3D-printed scaffold loaded with baicalin exosomes promotes bone defect repair via mediating PRRX2 to alleviate inflammation.

Chronic nonunion of bone defects remains a significant challenge in orthopedic treatment. Artificial bone graft materials are expected to solve this problem due to their suitable degradation rate and good osteoconductivity. However, ROS and inflammation within the defect environment are important causes of implant failure. Exosomes derived from different preconditioned bone mesenchymal stem cells (BMSCs) have shown great potential in the treatment of various diseases. Here, we developed a 3D-β-TCP@BA-BMSC-exos scaffold that loaded baicalin-pretreated BMSC exosomes (BA-BMSC-exos) on a 3D-printed β-tricalcium phosphate scaffold (3D-β-TCP) for bone defect repair.
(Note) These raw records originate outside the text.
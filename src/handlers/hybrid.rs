//! Hybrid mode: cache first, proxy on miss.

use std::sync::Arc;

use async_trait::async_trait;
use axum::http::StatusCode;

use crate::cache::{CacheError, CacheStore};
use crate::handlers::{is_cacheable, InboundRequest, ProxyHandler, RequestHandler};
use crate::http::headers::to_header_map;
use crate::http::response::{build_response, Outbound};
use crate::http::url::build_full_url;
use crate::origin::Origin;

pub struct HybridHandler {
    origin_base: String,
    store: Arc<CacheStore>,
    proxy: ProxyHandler,
}

impl HybridHandler {
    pub fn new(origin_base: impl Into<String>, store: Arc<CacheStore>, origin: Arc<dyn Origin>) -> Self {
        let origin_base = origin_base.into().trim_end_matches('/').to_string();
        let proxy = ProxyHandler::new(origin_base.clone(), store.clone(), origin);
        Self {
            origin_base,
            store,
            proxy,
        }
    }
}

#[async_trait]
impl RequestHandler for HybridHandler {
    async fn handle(&self, request: InboundRequest) -> Outbound {
        let url = build_full_url(&self.origin_base, &request.path, request.query.as_deref());
        tracing::info!(method = %request.method, url = %url, "hybrid mode request");

        if !is_cacheable(&request.method) {
            tracing::error!(method = %request.method, "method has no cache key");
            return Outbound::text(
                StatusCode::INTERNAL_SERVER_ERROR,
                format!("Unsupported method: {}", request.method),
            );
        }

        let exists = match self
            .store
            .exists(&url, &request.method, request.cache_body())
            .await
        {
            Ok(exists) => exists,
            Err(error @ CacheError::InvalidUrl(_)) => {
                tracing::warn!(url = %url, "request maps to no cache key");
                return Outbound::text(StatusCode::BAD_REQUEST, error.to_string());
            }
            // An unreadable cache is a miss; the proxy flow still works.
            Err(_) => false,
        };

        if exists {
            match self
                .store
                .get(&url, &request.method, request.cache_body())
                .await
            {
                Ok(Some(entry)) => {
                    tracing::info!(url = %url, "cache hit, using local cache");
                    return build_response(
                        entry.status_code,
                        to_header_map(&entry.headers),
                        entry.body,
                        Some(&request.path),
                    );
                }
                // The entry vanished between the existence check and the
                // read; treat it as a miss.
                Ok(None) => {}
                Err(error) => {
                    tracing::error!(url = %url, error = %error, "cache read failed");
                    return Outbound::text(
                        StatusCode::INTERNAL_SERVER_ERROR,
                        format!("Cache read error: {error}"),
                    );
                }
            }
        }

        tracing::info!(url = %url, "cache miss, proxying request");
        // The body is already buffered, so the proxy flow can replay it.
        self.proxy.handle(request).await
    }
}
//! Process configuration: TOML schema, file loading, semantic validation.
//! Loaded once at startup and immutable afterwards; the run mode is never
//! renegotiated per request.

pub mod loader;
pub mod schema;
pub mod validation;

pub use loader::{load_config, read_config, ConfigError};
pub use schema::{MirrorConfig, RunMode};
pub use validation::validate_config;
In vitro experiments showed that BA-BMSC-exos enhanced proliferation, migration, and tube formation in HUVECs, as well as inhibited inflammation via mediating PRRX2. Moreover, 3D-β-TCP scaffolds loaded with BA-BMSC-exos clearly alleviated inflammation and promoted angiogenesis in a calvarial defect rat model. This study suggests that 3D-β-TCP scaffolds combined with BA-BMSC-exos are a promising strategy to enhance bone repair and regeneration.